信州大医学部は20日、進行期の悪性黒色腫(皮膚がんの一種)の男性患者に、抗腫瘍、抗ウイルス作用があるインターフェロンβの遺伝子製剤を注入する遺伝子治療を開始したと発表した。

この治療法は脳腫瘍患者に実施した例が名古屋大であるが、悪性黒色腫に応用するのは全国初という。信州大が遺伝子治療を実施するのは初めて。
 
医学部皮膚科学講座の斎田俊明教授を中心に、名古屋大や熊本大の共同チームが実施した。

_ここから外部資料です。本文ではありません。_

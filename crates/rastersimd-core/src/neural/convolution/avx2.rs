//! AVX2 convolution row kernels.
//!
//! Source rows are read at every column offset of the core, so only the
//! output row takes part in the alignment selection.

use std::arch::x86_64::*;

use super::scalar;
use crate::memory::{align_lo, is_aligned_ptr};
use crate::simd::x86_avx2::{extract_sum_ps, load_ps, store_ps, A, F};

/// Largest supported core has 25 weights.
const MAX_WEIGHTS: usize = 25;

#[target_feature(enable = "avx2")]
pub(crate) unsafe fn add_correlation_row<const K: usize>(rows: &[&[f32]; K], weights: &[f32], dst: &mut [f32]) {
    // Row-pointer selector: sources always use `loadu`, so only `dst` is checked.
    if is_aligned_ptr(dst.as_ptr(), A) {
        add_correlation_row_body::<K, true>(rows, weights, dst);
    } else {
        add_correlation_row_body::<K, false>(rows, weights, dst);
    }
}

#[target_feature(enable = "avx2")]
#[inline]
unsafe fn add_correlation_row_body<const K: usize, const ALIGN: bool>(
    rows: &[&[f32]; K],
    weights: &[f32],
    dst: &mut [f32],
) {
    let body = align_lo(dst.len(), F);
    let mut core = [_mm256_setzero_ps(); MAX_WEIGHTS];
    for (v, &weight) in core.iter_mut().zip(weights) {
        *v = _mm256_set1_ps(weight);
    }
    let d = dst.as_mut_ptr();
    let mut col = 0;
    while col < body {
        let mut sum = load_ps::<ALIGN>(d.add(col));
        for (dy, row) in rows.iter().enumerate() {
            let p = row.as_ptr().add(col);
            for dx in 0..K {
                sum = _mm256_add_ps(sum, _mm256_mul_ps(_mm256_loadu_ps(p.add(dx)), core[dy * K + dx]));
            }
        }
        store_ps::<ALIGN>(d.add(col), sum);
        col += F;
    }
    let tails: [&[f32]; K] = std::array::from_fn(|i| &rows[i][body..]);
    scalar::add_correlation_row::<K>(&tails, weights, &mut dst[body..]);
}

#[target_feature(enable = "avx2")]
pub(crate) unsafe fn add_correlation_row_sums<const K: usize>(rows: &[&[f32]; K], dst: &[f32], sums: &mut [f32]) {
    // Row-pointer selector: sources always use `loadu`, so only `dst` is checked.
    if is_aligned_ptr(dst.as_ptr(), A) {
        add_correlation_row_sums_body::<K, true>(rows, dst, sums);
    } else {
        add_correlation_row_sums_body::<K, false>(rows, dst, sums);
    }
}

#[target_feature(enable = "avx2")]
#[inline]
unsafe fn add_correlation_row_sums_body<const K: usize, const ALIGN: bool>(
    rows: &[&[f32]; K],
    dst: &[f32],
    sums: &mut [f32],
) {
    let body = align_lo(dst.len(), F);
    let mut partial = [_mm256_setzero_ps(); MAX_WEIGHTS];
    let d = dst.as_ptr();
    let mut col = 0;
    while col < body {
        let gradient = load_ps::<ALIGN>(d.add(col));
        for (dy, row) in rows.iter().enumerate() {
            let p = row.as_ptr().add(col);
            for dx in 0..K {
                let i = dy * K + dx;
                partial[i] = _mm256_add_ps(partial[i], _mm256_mul_ps(_mm256_loadu_ps(p.add(dx)), gradient));
            }
        }
        col += F;
    }
    for (sum, &vector) in sums.iter_mut().zip(&partial) {
        *sum += extract_sum_ps(vector);
    }
    let tails: [&[f32]; K] = std::array::from_fn(|i| &rows[i][body..]);
    scalar::add_correlation_row_sums::<K>(&tails, &dst[body..], sums);
}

斎田教授によると、男性患者の左臀部にある悪性黒色腫の病巣に19日、注射器で脂肪の膜に覆われた遺伝子製剤を注入した。
今後5回、注入治療をしたうえで経過を確認する。
男性はこれまで、外科手術による腫瘍切除などを受けたが、皮膚に転移を繰り返していたという。
 
悪性黒色腫にはこれまで、インターフェロンβのたんぱく製剤を投与する治療法があったが、遺伝子製剤の方が抗腫瘍物質を安定的に作ることができ、マウスによる実験でも腫瘍の増殖を抑える効果があったという。
 
進行期の悪性黒色腫は現在のところ、有効な治療法が確立されていない。

斎田教授は「遺伝子治療は慎重に行っていかねばならない。今後も症例を重ね有効性を確認していきたい」と話した。


そうね、たんぱく製剤よりは遺伝子製剤のほうが、まだ効く可能性があるかも。